Van der Wal said Tuesday afternoon in Luxembourg, after the EU Environment Council, that the European Commission has already made many concessions, but that she would have preferred the EU Council President Sweden to have taken the proposal off the agenda.
However, a qualified majority of (large) EU countries considers the proposal mature enough for a final round of negotiations with the European Parliament, without putting it to a definitive vote yet.
Van der Wal reiterated that she supports the main objective of nature restoration because the Netherlands has something to catch up on from the past twenty, thirty years. She did not want to vote against the proposal and would have abstained if necessary.
When asked whether she would now urge her Dutch VVD party colleagues in the European Parliament to support it, she said she expects to talk with many EU politicians in the coming weeks about parts of the proposal.
The chair of the European Parliament’s environment committee, the Frenchman Pascal Canfin, called the ministers’ decision to support the proposal a boost for his committee, which must adopt a position next week (June 27).

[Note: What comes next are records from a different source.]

//! Convertible Bond Contract
//!
//! One deployed instance is one bond: shares backed by a collateral token,
//! repayable in a payment token, optionally convertible into collateral before
//! maturity, and redeemable after maturity or full repayment.
//!
//! ## Key design decisions
//!
//! - **Immutable configuration**: everything is fixed by `__constructor`; there
//!   is no setter for any bond parameter.
//! - **Derived lifecycle**: the state (`Active`, `PaidEarly`, `Paid`,
//!   `Defaulted`) is computed from the clock and the ledger on every call. At
//!   maturity the repayment status freezes, so a default is final.
//! - **Preview = effect**: each mutating call runs the same pure `plan_*`
//!   function that backs its `preview_*` query.
//! - **Checks-Effects-Interactions**: the ledger is written before any token
//!   transfer, inside a per-instance mutation lock.
//! - **Protocol-favouring rounding**: payouts round down, amounts owed round up.

#![no_std]

mod access_control;
mod collateral;
mod conversion;
mod events;
mod lifecycle;
mod math;
mod payment;
mod redemption;
mod share_token;
mod storage;
mod token_integration;
mod types;
mod validation;

pub use bond_errors::{BondError, ErrorCategory, ErrorExt};
pub use math::WAD;
pub use types::{BondConfig, BondLedger, BondParams, BondState, RedemptionPreview, Role};

use soroban_sdk::{contract, contractimpl, panic_with_error, Address, Env, String};


#[cfg(test)]
mod test_accounting;
#[cfg(test)]
mod test_payment;

// ─── Helpers ───────────────────────────────────────────────────────────────

/// Consistent view of the bond for one call.
struct Snapshot {
    config: BondConfig,
    ledger: BondLedger,
    now: u64,
}

fn snapshot(e: &Env) -> Result<Snapshot, BondError> {
    Ok(Snapshot {
        config: storage::read_config(e)?,
        ledger: storage::read_ledger(e),
        now: e.ledger().timestamp(),
    })
}

/// Runs `f` under the instance mutation lock.
fn with_reentrancy_guard<T, F>(e: &Env, f: F) -> Result<T, BondError>
where
    F: FnOnce() -> Result<T, BondError>,
{
    if storage::is_locked(e) {
        return Err(BondError::ReentrancyDetected);
    }
    storage::set_locked(e, true);
    let result = f();
    storage::set_locked(e, false);
    storage::bump_instance(e);
    result
}

fn build_config(e: &Env, issuer: Address, params: BondParams) -> Result<BondConfig, BondError> {
    validation::validate_params(&params, e.ledger().timestamp())?;
    let payment_decimals = token_integration::decimals(e, &params.payment_token);
    validation::validate_payment_decimals(payment_decimals)?;
    Ok(BondConfig {
        issuer,
        name: params.name,
        symbol: params.symbol,
        maturity: params.maturity,
        payment_token: params.payment_token,
        payment_decimals,
        collateral_token: params.collateral_token,
        collateral_ratio: params.collateral_ratio,
        convertible_ratio: params.convertible_ratio,
        max_supply: params.max_supply,
    })
}

fn forfeit_shares(e: &Env, holder: &Address, amount: i128) -> Result<(), BondError> {
    share_token::require_balance(e, holder, amount)?;
    let s = snapshot(e)?;
    let next = collateral::plan_burn(&s.config, &s.ledger, s.now, amount)?;
    share_token::burn_shares(e, holder, amount)?;
    storage::write_ledger(e, &next);
    events::emit_burn(e, holder, amount);
    Ok(())
}

// ─── Contract ──────────────────────────────────────────────────────────────

#[contract]
pub struct ConvertibleBond;
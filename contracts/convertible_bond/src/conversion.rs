//! Conversion of shares into collateral before maturity.

use crate::lifecycle;
use crate::math::{self, Rounding};
use crate::types::{BondConfig, BondLedger};
use bond_errors::BondError;

/// Collateral released for converting `shares`.
pub fn preview_convert(config: &BondConfig, shares: i128) -> Result<i128, BondError> {
    math::wad_mul(shares, config.convertible_ratio, Rounding::Down)
}

/// `(collateral, ledger)` after converting `shares`.
pub fn plan_convert(
    config: &BondConfig,
    ledger: &BondLedger,
    now: u64,
    shares: i128,
) -> Result<(i128, BondLedger), BondError> {
    if shares < 0 {
        return Err(BondError::InvalidAmount);
    }
    if shares == 0 || config.convertible_ratio == 0 {
        return Err(BondError::ZeroAmount);
    }
    if !lifecycle::allows_issuance(lifecycle::state(config, ledger, now)?) {
        return Err(BondError::BondPastMaturity);
    }
    let collateral = preview_convert(config, shares)?;
    let next = BondLedger {
        total_supply: math::sub_i128(ledger.total_supply, shares)?,
        collateral_balance: math::sub_i128(ledger.collateral_balance, collateral)?,
        ..*ledger
    };
    Ok((collateral, lifecycle::settle(config, next, now)?))
}
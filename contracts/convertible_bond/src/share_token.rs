//! Share balances and allowances.
//!
//! Total supply lives in the `BondLedger`; every balance change here is paired
//! with a ledger supply change by the caller, so the sum of balances always
//! equals `total_supply`.

use crate::math;
use crate::storage;
use bond_errors::BondError;
use soroban_sdk::{log, Address, Env};

fn require_non_negative(amount: i128) -> Result<(), BondError> {
    if amount < 0 {
        return Err(BondError::InvalidAmount);
    }
    Ok(())
}

pub fn balance(e: &Env, holder: &Address) -> i128 {
    storage::read_balance(e, holder)
}

pub fn require_balance(e: &Env, holder: &Address, amount: i128) -> Result<(), BondError> {
    require_non_negative(amount)?;
    let held = balance(e, holder);
    if held < amount {
        log!(e, "insufficient shares: {} < {}", held, amount);
        return Err(BondError::InsufficientBalance);
    }
    Ok(())
}

pub fn mint_shares(e: &Env, to: &Address, amount: i128) -> Result<(), BondError> {
    require_non_negative(amount)?;
    let next = math::add_i128(balance(e, to), amount)?;
    storage::write_balance(e, to, next);
    Ok(())
}

pub fn burn_shares(e: &Env, from: &Address, amount: i128) -> Result<(), BondError> {
    require_balance(e, from, amount)?;
    let next = math::sub_i128(balance(e, from), amount)?;
    storage::write_balance(e, from, next);
    Ok(())
}

pub fn move_shares(e: &Env, from: &Address, to: &Address, amount: i128) -> Result<(), BondError> {
    require_balance(e, from, amount)?;
    if from == to || amount == 0 {
        return Ok(());
    }
    burn_shares(e, from, amount)?;
    mint_shares(e, to, amount)
}

pub fn allowance(e: &Env, owner: &Address, spender: &Address) -> i128 {
    storage::read_allowance(e, owner, spender)
}

pub fn approve(e: &Env, owner: &Address, spender: &Address, amount: i128) -> Result<(), BondError> {
    require_non_negative(amount)?;
    storage::write_allowance(e, owner, spender, amount);
    Ok(())
}

pub fn spend_allowance(
    e: &Env,
    owner: &Address,
    spender: &Address,
    amount: i128,
) -> Result<(), BondError> {
    require_non_negative(amount)?;
    let current = allowance(e, owner, spender);
    if current < amount {
        log!(e, "insufficient allowance: {} < {}", current, amount);
        return Err(BondError::InsufficientAllowance);
    }
    storage::write_allowance(e, owner, spender, current - amount);
    Ok(())
}
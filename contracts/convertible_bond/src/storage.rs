//! Storage access for the bond ledger.
//!
//! | Key                        | Tier          |
//! |----------------------------|---------------|
//! | `DataKey::Config`          | `instance()`  |
//! | `DataKey::Ledger`          | `instance()`  |
//! | `DataKey::Lock`            | `instance()`  |
//! | `DataKey::Balance(a)`      | `persistent()`|
//! | `DataKey::Allowance(a, b)` | `persistent()`|
//! | `DataKey::Role(a, r)`      | `persistent()`|
//!
//! Config and ledger are small and read by every call, so they share the
//! instance TTL. Per-address entries are unbounded and rent independently.

use crate::types::{BondConfig, BondLedger, DataKey, Role};
use bond_errors::BondError;
use soroban_sdk::{Address, Env};

/// Minimum ledger sequence TTL before a bump is requested (~1 day at 5 s/ledger).
pub(crate) const BUMP_THRESHOLD: u32 = 17_280;
/// Target TTL after a bump (~30 days).
pub(crate) const BUMP_TARGET: u32 = 518_400;

pub fn bump_instance(e: &Env) {
    e.storage()
        .instance()
        .extend_ttl(BUMP_THRESHOLD, BUMP_TARGET);
}

fn bump_persistent(e: &Env, key: &DataKey) {
    e.storage()
        .persistent()
        .extend_ttl(key, BUMP_THRESHOLD, BUMP_TARGET);
}

// ── Config / ledger ────────────────────────────────────────────────────────

pub fn read_config(e: &Env) -> Result<BondConfig, BondError> {
    e.storage()
        .instance()
        .get(&DataKey::Config)
        .ok_or(BondError::NotInitialized)
}

pub fn write_config(e: &Env, config: &BondConfig) {
    e.storage().instance().set(&DataKey::Config, config);
}

/// A freshly created bond has an all-zero ledger.
pub fn read_ledger(e: &Env) -> BondLedger {
    e.storage()
        .instance()
        .get(&DataKey::Ledger)
        .unwrap_or_default()
}

pub fn write_ledger(e: &Env, ledger: &BondLedger) {
    e.storage().instance().set(&DataKey::Ledger, ledger);
}

// ── Lock ───────────────────────────────────────────────────────────────────

pub fn is_locked(e: &Env) -> bool {
    e.storage()
        .instance()
        .get(&DataKey::Lock)
        .unwrap_or(false)
}

pub fn set_locked(e: &Env, locked: bool) {
    e.storage().instance().set(&DataKey::Lock, &locked);
}

// ── Share balances ─────────────────────────────────────────────────────────

pub fn read_balance(e: &Env, holder: &Address) -> i128 {
    let key = DataKey::Balance(holder.clone());
    match e.storage().persistent().get::<_, i128>(&key) {
        Some(balance) => {
            bump_persistent(e, &key);
            balance
        }
        None => 0,
    }
}

pub fn write_balance(e: &Env, holder: &Address, balance: i128) {
    let key = DataKey::Balance(holder.clone());
    e.storage().persistent().set(&key, &balance);
    bump_persistent(e, &key);
}

// ── Allowances ─────────────────────────────────────────────────────────────

pub fn read_allowance(e: &Env, owner: &Address, spender: &Address) -> i128 {
    let key = DataKey::Allowance(owner.clone(), spender.clone());
    e.storage().persistent().get(&key).unwrap_or(0)
}

pub fn write_allowance(e: &Env, owner: &Address, spender: &Address, amount: i128) {
    let key = DataKey::Allowance(owner.clone(), spender.clone());
    if amount == 0 {
        e.storage().persistent().remove(&key);
        return;
    }
    e.storage().persistent().set(&key, &amount);
    bump_persistent(e, &key);
}

// ── Roles ──────────────────────────────────────────────────────────────────

pub fn has_role(e: &Env, account: &Address, role: Role) -> bool {
    e.storage()
        .persistent()
        .get(&DataKey::Role(account.clone(), role))
        .unwrap_or(false)
}

pub fn set_role(e: &Env, account: &Address, role: Role, granted: bool) {
    let key = DataKey::Role(account.clone(), role);
    if granted {
        e.storage().persistent().set(&key, &true);
        bump_persistent(e, &key);
    } else {
        e.storage().persistent().remove(&key);
    }
}
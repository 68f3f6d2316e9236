//! Tempo Animation System
//!
//! Frame-driven animation timelines with a catalog of easing curves.
//!
//! # Features
//!
//! - **Easing Curves**: Linear, power, sine, circular, exponential, back,
//!   bounce and elastic families with In/Out/InOut variants, plus cubic bezier
//! - **Timelines**: Duration, curve, repeat count and auto-reverse, with a
//!   per-frame callback receiving the eased progress
//! - **Driver Agnostic**: Timelines talk to their frame loop through the
//!   [`Driver`] trait and only ever get weakly registered
//! - **Scheduler**: A reference driver that can run on its own thread
//! - **Typed Tweens**: Interpolate floats, positions and colors

pub mod clock;
pub mod driver;
pub mod easing;
pub mod error;
pub mod scheduler;
pub mod timeline;
pub mod values;

use std::sync::{Mutex, MutexGuard, PoisonError};

pub use clock::{Clock, ManualClock, SystemClock};
pub use driver::Driver;
pub use easing::Easing;
pub use error::{AnimationError, Result};
pub use scheduler::{AnimationScheduler, SchedulerConfig, SchedulerHandle, WakeCallback};
pub use timeline::{
    Direction, Repeat, TickCallback, TickOutcome, Timeline, TimelineId, WeakTimeline,
};
pub use values::{Color, Interpolate, Position};

/// Lock a mutex, recovering the data if a previous holder panicked.
///
/// No user callback ever runs while one of the engine's locks is held, so a
/// poisoned lock cannot hold half-updated state.
pub(crate) fn lock<T>(mutex: &Mutex<T>) -> MutexGuard<'_, T> {
    mutex.lock().unwrap_or_else(PoisonError::into_inner)
}
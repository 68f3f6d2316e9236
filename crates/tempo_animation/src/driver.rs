//! Driver collaborator
//!
//! A driver owns the per-frame loop. Timelines register with it on
//! [`Timeline::start`](crate::Timeline::start) and it calls
//! [`Timeline::tick`](crate::Timeline::tick) on each of them once per frame,
//! with a non-decreasing `now`, until the timeline reports
//! [`TickOutcome::Finished`](crate::TickOutcome::Finished) or deregisters.
//!
//! Drivers must only hold a [`WeakTimeline`](crate::WeakTimeline) for each
//! registration; the caller owns the timeline.

use std::sync::Arc;
use std::time::Instant;

use crate::timeline::Timeline;

/// Per-frame scheduler that timelines register with
pub trait Driver: Send + Sync {
    /// Current frame time, used as a timeline's start instant
    fn now(&self) -> Instant;

    /// Add a timeline to the per-frame set, replacing any existing registration
    fn register_animation(&self, timeline: &Timeline);

    /// Remove a timeline from the per-frame set; no-op if absent
    fn deregister_animation(&self, timeline: &Timeline);
}

impl<D: Driver + ?Sized> Driver for Arc<D> {
    fn now(&self) -> Instant {
        (**self).now()
    }

    fn register_animation(&self, timeline: &Timeline) {
        (**self).register_animation(timeline);
    }

    fn deregister_animation(&self, timeline: &Timeline) {
        (**self).deregister_animation(timeline);
    }
}
#[cfg(test)]
mod tests {
    use super::*;
    use crate::clock::ManualClock;
    use crate::easing::Easing;
    use crate::timeline::Repeat;

    fn manual_scheduler() -> (AnimationScheduler, ManualClock) {
        let clock = ManualClock::new();
        let scheduler = AnimationScheduler::with_clock(SchedulerConfig::default(), clock.clone());
        (scheduler, clock)
    }

    fn recorder() -> (Arc<Mutex<Vec<f32>>>, impl Fn(f32) + Send + Sync + 'static) {
        let values = Arc::new(Mutex::new(Vec::new()));
        let sink = values.clone();
        (values, move |v| sink.lock().unwrap().push(v))
    }

    #[test]
    fn test_scheduler_tick() {
        let (scheduler, clock) = manual_scheduler();
        let (values, on_tick) = recorder();
        let timeline = Timeline::new(scheduler.handle(), Duration::from_secs(1), on_tick)
            .with_curve(Easing::Linear);

        timeline.start();
        assert_eq!(scheduler.animation_count(), 1);
        assert!(scheduler.has_active_animations());

        clock.advance_secs(0.5);
        assert!(scheduler.tick());
        clock.advance_secs(0.5);
        assert!(!scheduler.tick());

        assert_eq!(*values.lock().unwrap(), vec![0.5, 1.0]);
        assert_eq!(scheduler.animation_count(), 0);
        assert!(!timeline.is_running());
    }

    #[test]
    fn test_register_twice_keeps_one_entry() {
        let (scheduler, clock) = manual_scheduler();
        let (values, on_tick) = recorder();
        let timeline = Timeline::new(scheduler.handle(), Duration::from_secs(1), on_tick);

        timeline.start();
        timeline.start();
        assert_eq!(scheduler.animation_count(), 1);

        clock.advance_secs(0.1);
        scheduler.tick();
        assert_eq!(values.lock().unwrap().len(), 1);
    }

    #[test]
    fn test_stop_deregisters() {
        let (scheduler, _clock) = manual_scheduler();
        let (values, on_tick) = recorder();
        let timeline = Timeline::new(scheduler.handle(), Duration::from_secs(1), on_tick);

        timeline.start();
        timeline.stop();

        assert_eq!(scheduler.animation_count(), 0);
        assert!(!scheduler.tick());
        assert!(values.lock().unwrap().is_empty());
    }

    #[test]
    fn test_dropped_timeline_is_pruned() {
        let (scheduler, _clock) = manual_scheduler();
        let timeline = Timeline::new(scheduler.handle(), Duration::from_secs(1), |_| {})
            .with_repeat(Repeat::Forever);
        timeline.start();
        drop(timeline);

        assert_eq!(scheduler.animation_count(), 1);
        assert!(!scheduler.tick());
        assert_eq!(scheduler.animation_count(), 0);
    }

    #[test]
    fn test_panicking_callback_does_not_stop_others() {
        let (scheduler, clock) = manual_scheduler();
        let (values, on_tick) = recorder();
        let healthy = Timeline::new(scheduler.handle(), Duration::from_secs(1), on_tick)
            .with_curve(Easing::Linear)
            .with_repeat(Repeat::Forever);
        let failing = Timeline::new(scheduler.handle(), Duration::from_secs(1), |_| {
            panic!("callback exploded");
        })
        .with_repeat(Repeat::Forever);

        failing.start();
        healthy.start();
        clock.advance_secs(0.25);
        assert!(scheduler.tick());
        clock.advance_secs(0.25);
        assert!(scheduler.tick());

        assert_eq!(scheduler.animation_count(), 1);
        assert!(healthy.is_running());
        assert!(!failing.is_running());
        assert_eq!(*values.lock().unwrap(), vec![0.25, 0.5]);

        let failures = scheduler.take_failures();
        assert_eq!(failures.len(), 1);
        assert!(matches!(
            &failures[0],
            AnimationError::CallbackPanicked { id, message }
                if *id == failing.id() && message == "callback exploded"
        ));
        assert!(scheduler.take_failures().is_empty());
    }

    #[test]
    fn test_stop_from_callback() {
        let (scheduler, clock) = manual_scheduler();
        let timeline = Timeline::new(scheduler.handle(), Duration::from_secs(1), |_| {})
            .with_repeat(Repeat::Forever);
        let weak = timeline.downgrade();
        timeline.set_on_tick(move |_| {
            if let Some(timeline) = weak.upgrade() {
                timeline.stop();
            }
        });

        timeline.start();
        clock.advance_secs(0.1);
        scheduler.tick();

        assert!(!timeline.is_running());
        assert_eq!(scheduler.animation_count(), 0);
    }

    #[test]
    fn test_restart_from_callback_survives_completion() {
        let (scheduler, clock) = manual_scheduler();
        let timeline = Timeline::new(scheduler.handle(), Duration::from_secs(1), |_| {})
            .with_curve(Easing::Linear);
        let weak = timeline.downgrade();
        timeline.set_on_tick(move |v| {
            if v >= 1.0 {
                if let Some(timeline) = weak.upgrade() {
                    timeline.start();
                }
            }
        });

        timeline.start();
        clock.advance_secs(1.0);
        assert!(scheduler.tick());

        assert!(timeline.is_running());
        assert_eq!(scheduler.animation_count(), 1);
    }

    #[test]
    fn test_handle_weak_reference() {
        let handle = {
            let scheduler = AnimationScheduler::new();
            scheduler.handle()
        };

        // Scheduler is dropped, handle should not be alive
        assert!(!handle.is_alive());

        // Operations should safely no-op
        let timeline = Timeline::new(handle, Duration::from_secs(1), |_| {});
        timeline.start();
        assert!(timeline.is_running());
        timeline.stop();
        assert!(!timeline.is_running());
    }

    #[test]
    fn test_background_thread_runs_timeline_to_completion() {
        let mut scheduler = AnimationScheduler::with_config(SchedulerConfig { target_fps: 240 });
        let wakes = Arc::new(std::sync::atomic::AtomicUsize::new(0));
        let wake_count = wakes.clone();
        scheduler.set_wake_callback(move || {
            wake_count.fetch_add(1, Ordering::Relaxed);
        });

        let (values, on_tick) = recorder();
        let timeline = Timeline::new(scheduler.handle(), Duration::from_millis(50), on_tick)
            .with_curve(Easing::Linear);
        timeline.start();

        scheduler.start_background();
        assert!(scheduler.is_background_running());

        let deadline = Instant::now() + Duration::from_secs(5);
        while timeline.is_running() && Instant::now() < deadline {
            thread::sleep(Duration::from_millis(5));
        }
        scheduler.stop_background();

        assert!(!scheduler.is_background_running());
        assert!(!timeline.is_running());
        assert_eq!(values.lock().unwrap().last().copied(), Some(1.0));
        assert!(wakes.load(Ordering::Relaxed) > 0);
        assert!(scheduler.take_needs_redraw());
        assert!(!scheduler.take_needs_redraw());
    }
}
//! Animation error types

use thiserror::Error;

use crate::timeline::TimelineId;

/// Animation-related errors
#[derive(Error, Debug, Clone, PartialEq, Eq)]
pub enum AnimationError {
    /// A timeline's tick callback panicked; the timeline has been stopped
    #[error("Tick callback of timeline {id} panicked: {message}")]
    CallbackPanicked { id: TimelineId, message: String },

    /// Curve name lookup failed
    #[error("Unknown easing curve: {0}")]
    UnknownEasing(String),
}

/// Result type for animation operations
pub type Result<T> = std::result::Result<T, AnimationError>;
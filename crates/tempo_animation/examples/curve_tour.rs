//! Curve Tour
//!
//! Headless walk through the animation engine:
//! - A color and a position tween looping forever with auto-reverse
//! - One curve family compared side by side (In, Out, InOut)
//! - Stopping and restarting the looping animations
//!
//! Run with: cargo run -p tempo_animation --example curve_tour -- bounce

use std::sync::{Arc, Mutex};
use std::thread;
use std::time::Duration;

use tempo_animation::{
    AnimationScheduler, Color, Easing, Position, Repeat, SchedulerConfig, Timeline,
};

fn main() -> tempo_animation::Result<()> {
    tracing_subscriber::fmt()
        .with_max_level(tracing::Level::DEBUG)
        .init();

    let family = std::env::args().nth(1).unwrap_or_else(|| "ease".to_string());
    let [ease_in, ease_out, ease_in_out] = Easing::family(&family)
        .ok_or_else(|| tempo_animation::AnimationError::UnknownEasing(family.clone()))?;

    let mut scheduler = AnimationScheduler::with_config(SchedulerConfig { target_fps: 60 });
    scheduler.start_background();

    let fill = Arc::new(Mutex::new(Color::default()));
    let sink = fill.clone();
    let color = Timeline::tween(
        scheduler.handle(),
        Color::rgb(0.0, 0.47, 0.84),
        Color::rgb(0.26, 0.63, 0.28),
        Duration::from_secs(3),
        move |c| *sink.lock().unwrap() = c,
    )
    .with_repeat(Repeat::Forever)
    .with_auto_reverse(true);

    let icon = Arc::new(Mutex::new(Position::default()));
    let sink = icon.clone();
    let mover = Timeline::tween(
        scheduler.handle(),
        Position::new(0.0, 0.0),
        Position::new(350.0, 80.0),
        Duration::from_secs(3),
        move |p| *sink.lock().unwrap() = p,
    )
    .with_curve(ease_out)
    .with_repeat(Repeat::Forever)
    .with_auto_reverse(true);

    color.start();
    mover.start();

    let boxes: Vec<(Easing, Arc<Mutex<f32>>, Timeline)> = [ease_in_out, ease_in, ease_out]
        .into_iter()
        .map(|curve| {
            let x = Arc::new(Mutex::new(0.0f32));
            let sink = x.clone();
            let timeline = Timeline::tween(
                scheduler.handle(),
                0.0f32,
                380.0,
                Duration::from_millis(1500),
                move |v| *sink.lock().unwrap() = v,
            )
            .with_curve(curve);
            (curve, x, timeline)
        })
        .collect();

    for (_, _, timeline) in &boxes {
        timeline.start();
    }

    for frame in 0..20 {
        thread::sleep(Duration::from_millis(100));
        let row: Vec<String> = boxes
            .iter()
            .map(|(curve, x, _)| format!("{curve}={:6.1}", *x.lock().unwrap()))
            .collect();
        let p = *icon.lock().unwrap();
        let c = *fill.lock().unwrap();
        tracing::info!(
            frame,
            "{} | icon=({:5.1}, {:5.1}) fill=({:.2}, {:.2}, {:.2})",
            row.join(" "),
            p.x,
            p.y,
            c.r,
            c.g,
            c.b
        );
    }

    color.stop();
    mover.stop();
    tracing::info!(active = scheduler.has_active_animations(), "looping animations stopped");

    color.start();
    mover.start();
    thread::sleep(Duration::from_millis(300));
    tracing::info!(active = scheduler.has_active_animations(), "looping animations restarted");

    scheduler.stop_background();
    Ok(())
}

Last week the vote was tied: 44 against 44.
Minister Van der Wal expressed satisfaction that the EU Commissioners are softening the ‘result obligation’ from a ‘result obligation’ to a ‘best-effort obligation.’ The EU Commissioners also want to prevent a looming construction obstruction; therefore, individual member states will receive more control over what will or will not be allowed.
But Van der Wal still has objections to such a ‘project-by-project approach.’ In a small densely populated country with many Natura 2000 sites and nature areas, she still fears ‘all kinds of permit hassles, procedures and juridification of nature.’
Without going into detail, she said that individual countries should not only have the space to partly decide on the content (of nature policy) themselves but also on how that should be organized (differently per country). She said she will try to achieve this together with some like-minded countries, such as Belgium, Finland and Malta.